Where a line in the listing below contains the word "struct", copy that line.

Source material
***
#[cfg(test)]
mod tests {
    use super::*;
    use std::ffi::CString;

    #[derive(Default)]
    struct Received {
        calls: usize,
        outcome: Option<FfiOutcome>,
        status: u16,
        body: Vec<u8>,
    }

    unsafe extern "C" fn record(user_data: *mut c_void, completion: *const FfiCompletion) {
        let received = unsafe { &mut *(user_data as *mut Received) };
        let completion = unsafe { &*completion };
        received.calls += 1;
        received.outcome = Some(completion.outcome);
        received.status = completion.http_status;
        received.body = if completion.body.is_null() {
            Vec::new()
        } else {
            unsafe { std::slice::from_raw_parts(completion.body, completion.body_len) }.to_vec()
        };
    }

    fn start_server() -> std::net::SocketAddr {
        let std_listener = std::net::TcpListener::bind("127.0.0.1:0").unwrap();
        let addr = std_listener.local_addr().unwrap();
        std_listener.set_nonblocking(true).unwrap();
        std::thread::spawn(move || {
            let rt = tokio::runtime::Builder::new_current_thread()
                .enable_all()
                .build()
                .unwrap();
            rt.block_on(async {
                let listener = tokio::net::TcpListener::from_std(std_listener).unwrap();
                mock_server::run(listener).await
            })
            .unwrap();
        });
        addr
    }

    fn request_to(host: &str, port: u16, target: &str, received: &mut Received) -> *mut FfiRequest {
        let req = flight_request_new();
        let host = CString::new(host).unwrap();
        let target = CString::new(target).unwrap();
        assert_eq!(flight_request_set_remote(req, host.as_ptr(), port), FfiCode::Ok);
        assert_eq!(flight_request_set_target(req, target.as_ptr()), FfiCode::Ok);
        let user_data = received as *mut Received as *mut c_void;
        assert_eq!(flight_request_set_handler(req, Some(record), user_data), FfiCode::Ok);
        req
    }

    #[test]
    fn echo_round_trip_through_c_api() {
        let addr = start_server();
        let reactor = flight_reactor_new();
        assert!(!reactor.is_null());

        let mut received = Received::default();
        let req = request_to(&addr.ip().to_string(), addr.port(), "/echo", &mut received);
        let body = b"Hello";
        assert_eq!(flight_request_set_body(req, body.as_ptr(), body.len()), FfiCode::Ok);
        let name = CString::new("X-Client").unwrap();
        let value = CString::new("ffi").unwrap();
        assert_eq!(flight_request_add_header(req, name.as_ptr(), value.as_ptr()), FfiCode::Ok);
        assert_eq!(flight_request_set_timeout(req, 5), FfiCode::Ok);

        assert_eq!(flight_submit(reactor, req), FfiCode::Ok);
        assert_eq!(flight_reactor_pending(reactor), 1);
        assert_eq!(flight_reactor_run(reactor), FfiCode::Ok);

        assert_eq!(received.calls, 1);
        assert_eq!(received.outcome, Some(FfiOutcome::Succeeded));
        assert_eq!(received.status, 200);
        assert_eq!(received.body, b"Hello");

        flight_reactor_free(reactor);
    }

    #[test]
    fn closed_port_reports_failure_once() {
        let port = {
            let listener = std::net::TcpListener::bind("127.0.0.1:0").unwrap();
            listener.local_addr().unwrap().port()
        };
        let reactor = flight_reactor_new();
        let mut received = Received::default();
        let req = request_to("127.0.0.1", port, "/test", &mut received);

        assert_eq!(flight_submit(reactor, req), FfiCode::Ok);
        flight_reactor_run(reactor);

        assert_eq!(received.calls, 1);
        assert_eq!(received.outcome, Some(FfiOutcome::Failed));
        assert_eq!(received.status, 0);
        assert!(received.body.is_empty());

        flight_reactor_free(reactor);
    }

    #[test]
    fn invalid_address_fails_without_callback() {
        let reactor = flight_reactor_new();
        let mut received = Received::default();
        let req = request_to("127.0.0.1", 0, "/test", &mut received);

        assert_eq!(flight_submit(reactor, req), FfiCode::ConnectFailed);
        flight_reactor_run(reactor);
        assert_eq!(received.calls, 0);

        flight_reactor_free(reactor);
    }

    #[test]
    fn invalid_target_is_rejected_without_callback() {
        let reactor = flight_reactor_new();
        let mut received = Received::default();
        let req = request_to("127.0.0.1", 8000, "/with space", &mut received);

        assert_eq!(flight_submit(reactor, req), FfiCode::Rejected);
        flight_reactor_run(reactor);
        assert_eq!(received.calls, 0);

        flight_reactor_free(reactor);
    }

    #[test]
    fn submit_null_request_is_null_arg() {
        let reactor = flight_reactor_new();
        assert_eq!(flight_submit(reactor, std::ptr::null_mut()), FfiCode::NullArg);
        flight_reactor_free(reactor);
    }

    #[test]
    fn submit_null_reactor_consumes_request() {
        let req = flight_request_new();
        assert_eq!(flight_submit(std::ptr::null(), req), FfiCode::NullArg);
    }

    #[test]
    fn setters_reject_null_arguments() {
        let req = flight_request_new();
        assert_eq!(
            flight_request_set_remote(req, std::ptr::null(), 80),
            FfiCode::NullArg
        );
        assert_eq!(
            flight_request_set_body(req, std::ptr::null(), 4),
            FfiCode::NullArg
        );
        assert_eq!(flight_request_set_body(req, std::ptr::null(), 0), FfiCode::Ok);
        assert_eq!(
            flight_request_set_handler(req, None, std::ptr::null_mut()),
            FfiCode::NullArg
        );
        assert_eq!(
            flight_request_set_method(std::ptr::null_mut(), FfiMethod::Get),
            FfiCode::NullArg
        );
        flight_request_free(req);
    }

    #[test]
    fn failed_setter_keeps_earlier_settings() {
        let req = flight_request_new();
        let target = CString::new("/keep").unwrap();
        assert_eq!(flight_request_set_target(req, target.as_ptr()), FfiCode::Ok);
        assert_eq!(flight_request_set_method(req, FfiMethod::Get), FfiCode::Ok);
        assert_eq!(flight_request_set_timeout(req, 4), FfiCode::Ok);

        assert_eq!(
            flight_request_set_remote(req, std::ptr::null(), 80),
            FfiCode::NullArg
        );
        let bad = [0xffu8, 0];
        let name = CString::new("X-Name").unwrap();
        assert_eq!(
            flight_request_add_header(req, name.as_ptr(), bad.as_ptr() as *const c_char),
            FfiCode::InvalidArg
        );
        assert_eq!(
            flight_request_set_body(req, std::ptr::null(), 3),
            FfiCode::NullArg
        );
        assert_eq!(
            flight_request_set_handler(req, None, std::ptr::null_mut()),
            FfiCode::NullArg
        );

        let built = unsafe { Box::from_raw(req) }.builder.build();
        assert_eq!(built.target(), "/keep");
        assert_eq!(built.method(), flight_core::Method::Get);
        assert_eq!(built.timeout_secs(), 4);
        assert!(built.headers().get("X-Name").is_none());
    }

    #[test]
    fn setters_reject_invalid_utf8() {
        let req = flight_request_new();
        let bad = [0xffu8, 0xfe, 0];
        assert_eq!(
            flight_request_set_target(req, bad.as_ptr() as *const c_char),
            FfiCode::InvalidArg
        );
        flight_request_free(req);
    }

    #[test]
    fn method_and_close_flag_are_applied() {
        let req = flight_request_new();
        assert_eq!(flight_request_set_method(req, FfiMethod::Delete), FfiCode::Ok);
        assert_eq!(flight_request_set_close_on_complete(req, false), FfiCode::Ok);

        let built = unsafe { Box::from_raw(req) }.builder.build();
        assert_eq!(built.method(), flight_core::Method::Delete);
        assert!(!built.close_after_complete());
    }

    #[test]
    fn pending_of_null_reactor_is_zero() {
        assert_eq!(flight_reactor_pending(std::ptr::null()), 0);
        assert_eq!(flight_reactor_run(std::ptr::null()), FfiCode::NullArg);
    }

    #[test]
    fn free_null_is_safe() {
        flight_reactor_free(std::ptr::null_mut());
        flight_request_free(std::ptr::null_mut());
    }
}
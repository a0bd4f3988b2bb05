//! HTTP/1.1 wire types: the outgoing request and the raw response.
//!
//! # Design
//! `OutgoingRequest` is plain data derived from a `Request`: the caller's
//! headers in insertion order followed by the synthesized `Host`,
//! `Connection` and `Content-Length` headers. Reactors receive this value and
//! only need `validate()` and `encode()` to put it on the wire. Response
//! parsing is incremental so an event loop can call it after every read.

use bytes::{Bytes, BytesMut};

use crate::error::TransportError;
use crate::request::{Method, Request};

/// Maximum number of response headers accepted.
const MAX_RESPONSE_HEADERS: usize = 100;

/// A serialized-ready HTTP/1.1 request.
#[derive(Debug, Clone, PartialEq, Eq)]
pub struct OutgoingRequest {
    pub method: Method,
    pub target: String,
    pub headers: Vec<(String, String)>,
    pub body: Bytes,
}

impl OutgoingRequest {
    /// Build the wire form of `request`.
    ///
    /// Caller headers named `Host` or `Content-Length`, and `Connection` when
    /// the request closes after completion, are replaced by the synthesized
    /// ones so no name appears twice.
    pub fn from_request(request: &Request) -> Self {
        let close = request.close_after_complete();
        let synthesized = |name: &str| {
            name.eq_ignore_ascii_case("host")
                || name.eq_ignore_ascii_case("content-length")
                || (close && name.eq_ignore_ascii_case("connection"))
        };

        let mut headers: Vec<(String, String)> = request
            .headers()
            .iter()
            .filter(|(name, _)| !synthesized(name))
            .map(|(name, value)| (name.to_string(), value.to_string()))
            .collect();

        headers.push((
            "Host".to_string(),
            format!("{}:{}", request.host(), request.port()),
        ));
        if close {
            // Keep-alive reuse on one-shot connections is unreliable; ask the
            // server to close instead.
            headers.push(("Connection".to_string(), "close".to_string()));
        }

        let body = request.body().clone();
        if !body.is_empty() || request.method().expects_body() {
            headers.push(("Content-Length".to_string(), body.len().to_string()));
        }

        let target = if request.target().is_empty() {
            "/".to_string()
        } else {
            request.target().to_string()
        };

        Self {
            method: request.method(),
            target,
            headers,
            body,
        }
    }

    /// First header value matching `name`, case-insensitively.
    pub fn header(&self, name: &str) -> Option<&str> {
        self.headers
            .iter()
            .find(|(key, _)| key.eq_ignore_ascii_case(name))
            .map(|(_, value)| value.as_str())
    }

    /// Check that the request line and headers can be written verbatim.
    pub fn validate(&self) -> Result<(), TransportError> {
        if self.target.bytes().any(|b| b <= b' ' || b == 0x7f) {
            return Err(TransportError::InvalidTarget(self.target.clone()));
        }
        for (name, value) in &self.headers {
            if name.is_empty() || !name.bytes().all(is_token) {
                return Err(TransportError::InvalidHeader(name.clone()));
            }
            if value.bytes().any(|b| b == b'\r' || b == b'\n' || b == 0) {
                return Err(TransportError::InvalidHeader(name.clone()));
            }
        }
        Ok(())
    }

    /// Encode the request line, headers and raw body.
    pub fn encode(&self) -> BytesMut {
        let mut buf = BytesMut::with_capacity(256 + self.body.len());
        buf.extend_from_slice(self.method.as_str().as_bytes());
        buf.extend_from_slice(b" ");
        buf.extend_from_slice(self.target.as_bytes());
        buf.extend_from_slice(b" HTTP/1.1\r\n");
        for (name, value) in &self.headers {
            buf.extend_from_slice(name.as_bytes());
            buf.extend_from_slice(b": ");
            buf.extend_from_slice(value.as_bytes());
            buf.extend_from_slice(b"\r\n");
        }
        buf.extend_from_slice(b"\r\n");
        buf.extend_from_slice(&self.body);
        buf
    }
}

fn is_token(b: u8) -> bool {
    b.is_ascii_alphanumeric() || b"!#$%&'*+-.^_`|~".contains(&b)
}

/// A fully received HTTP response, as delivered by a reactor.
#[derive(Debug, Clone, PartialEq, Eq)]
pub struct RawResponse {
    pub status: u16,
    pub headers: Vec<(String, String)>,
    pub body: Bytes,
}

/// How the response body is delimited.
#[derive(Debug, Clone, Copy, PartialEq, Eq)]
pub(crate) enum Framing {
    Empty,
    Length(usize),
    Chunked,
    UntilClose,
}

/// Parsed status line and headers.
#[derive(Debug)]
pub(crate) struct ResponseHead {
    pub status: u16,
    pub headers: Vec<(String, String)>,
    /// Bytes consumed by the status line and headers.
    pub len: usize,
    pub framing: Framing,
}

/// Parse a response head from `buf`. `Ok(None)` means more bytes are needed.
pub(crate) fn parse_head(buf: &[u8], method: Method) -> Result<Option<ResponseHead>, TransportError> {
    let mut slots = [httparse::EMPTY_HEADER; MAX_RESPONSE_HEADERS];
    let mut response = httparse::Response::new(&mut slots);
    let len = match response.parse(buf) {
        Ok(httparse::Status::Complete(len)) => len,
        Ok(httparse::Status::Partial) => return Ok(None),
        Err(err) => return Err(TransportError::Protocol(err.to_string())),
    };
    let status = response
        .code
        .ok_or_else(|| TransportError::Protocol("missing status code".to_string()))?;
    let headers: Vec<(String, String)> = response
        .headers
        .iter()
        .map(|h| (h.name.to_string(), String::from_utf8_lossy(h.value).into_owned()))
        .collect();

    let framing = framing(method, status, &headers)?;
    Ok(Some(ResponseHead {
        status,
        headers,
        len,
        framing,
    }))
}

fn framing(method: Method, status: u16, headers: &[(String, String)]) -> Result<Framing, TransportError> {
    if method == Method::Head || (100..200).contains(&status) || status == 204 || status == 304 {
        return Ok(Framing::Empty);
    }
    let find = |name: &str| {
        headers
            .iter()
            .find(|(key, _)| key.eq_ignore_ascii_case(name))
            .map(|(_, value)| value.as_str())
    };
    if let Some(encoding) = find("transfer-encoding") {
        if encoding.to_ascii_lowercase().contains("chunked") {
            return Ok(Framing::Chunked);
        }
    }
    content_length(headers).map(|len| len.map_or(Framing::UntilClose, Framing::Length))
}

/// The declared body length. Every `Content-Length` field must be plain
/// digits and all of them must agree.
fn content_length(headers: &[(String, String)]) -> Result<Option<usize>, TransportError> {
    let mut length = None;
    for (_, value) in headers
        .iter()
        .filter(|(key, _)| key.eq_ignore_ascii_case("content-length"))
    {
        let digits = value.trim();
        let invalid = || TransportError::Protocol(format!("invalid content-length {value:?}"));
        if digits.is_empty() || !digits.bytes().all(|b| b.is_ascii_digit()) {
            return Err(invalid());
        }
        let parsed: usize = digits.parse().map_err(|_| invalid())?;
        match length {
            Some(previous) if previous != parsed => {
                return Err(TransportError::Protocol(
                    "conflicting content-length headers".to_string(),
                ))
            }
            _ => length = Some(parsed),
        }
    }
    Ok(length)
}

/// Incremental decoder for a chunked response body.
///
/// Complete chunks are consumed from the read buffer as they arrive, so
/// each byte is parsed once. Chunk sizes are checked against `limit` before
/// any arithmetic on them.
#[derive(Debug)]
pub(crate) struct ChunkedDecoder {
    body: BytesMut,
    limit: usize,
    in_trailers: bool,
}

impl ChunkedDecoder {
    pub(crate) fn new(limit: usize) -> Self {
        Self {
            body: BytesMut::new(),
            limit,
            in_trailers: false,
        }
    }

    /// Consume what can be decoded from `buf`. `Ok(Some(body))` once the last
    /// chunk and the trailer section are in; `Ok(None)` when more bytes are
    /// needed.
    pub(crate) fn decode(&mut self, buf: &mut BytesMut) -> Result<Option<Bytes>, TransportError> {
        loop {
            if self.in_trailers {
                // Trailer fields are skipped up to the terminating empty line.
                match buf.windows(2).position(|w| w == b"\r\n") {
                    Some(0) => {
                        let _ = buf.split_to(2);
                        return Ok(Some(std::mem::take(&mut self.body).freeze()));
                    }
                    Some(end) => {
                        let _ = buf.split_to(end + 2);
                        continue;
                    }
                    None => return Ok(None),
                }
            }

            let (consumed, size) = match httparse::parse_chunk_size(buf) {
                Ok(httparse::Status::Complete(parsed)) => parsed,
                Ok(httparse::Status::Partial) => return Ok(None),
                Err(_) => return Err(TransportError::Protocol("invalid chunk size".to_string())),
            };
            if size == 0 {
                let _ = buf.split_to(consumed);
                self.in_trailers = true;
                continue;
            }

            let remaining = self.limit.saturating_sub(self.body.len());
            let size = usize::try_from(size)
                .ok()
                .filter(|size| *size <= remaining)
                .ok_or(TransportError::ResponseTooLarge { limit: self.limit })?;
            let end = consumed
                .checked_add(size)
                .and_then(|end| end.checked_add(2))
                .ok_or_else(|| TransportError::Protocol("chunk too large".to_string()))?;
            if buf.len() < end {
                return Ok(None);
            }
            if &buf[end - 2..end] != b"\r\n" {
                return Err(TransportError::Protocol("missing chunk terminator".to_string()));
            }
            let chunk = buf.split_to(end);
            self.body.extend_from_slice(&chunk[consumed..end - 2]);
        }
    }
}
use tokio::net::TcpListener;
use tracing_subscriber::EnvFilter;

#[tokio::main]
async fn main() -> Result<(), std::io::Error> {
    tracing_subscriber::fmt()
        .with_env_filter(EnvFilter::try_from_default_env().unwrap_or_else(|_| EnvFilter::new("info")))
        .init();

    let port = std::env::var("PORT").unwrap_or_else(|_| "3000".to_string());
    let addr = format!("127.0.0.1:{port}");
    let listener = TcpListener::bind(&addr).await?;
    mock_server::run(listener).await
}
***
Written response
    struct Received {
pub struct OutgoingRequest {
pub struct RawResponse {
pub(crate) struct ResponseHead {
pub(crate) struct ChunkedDecoder {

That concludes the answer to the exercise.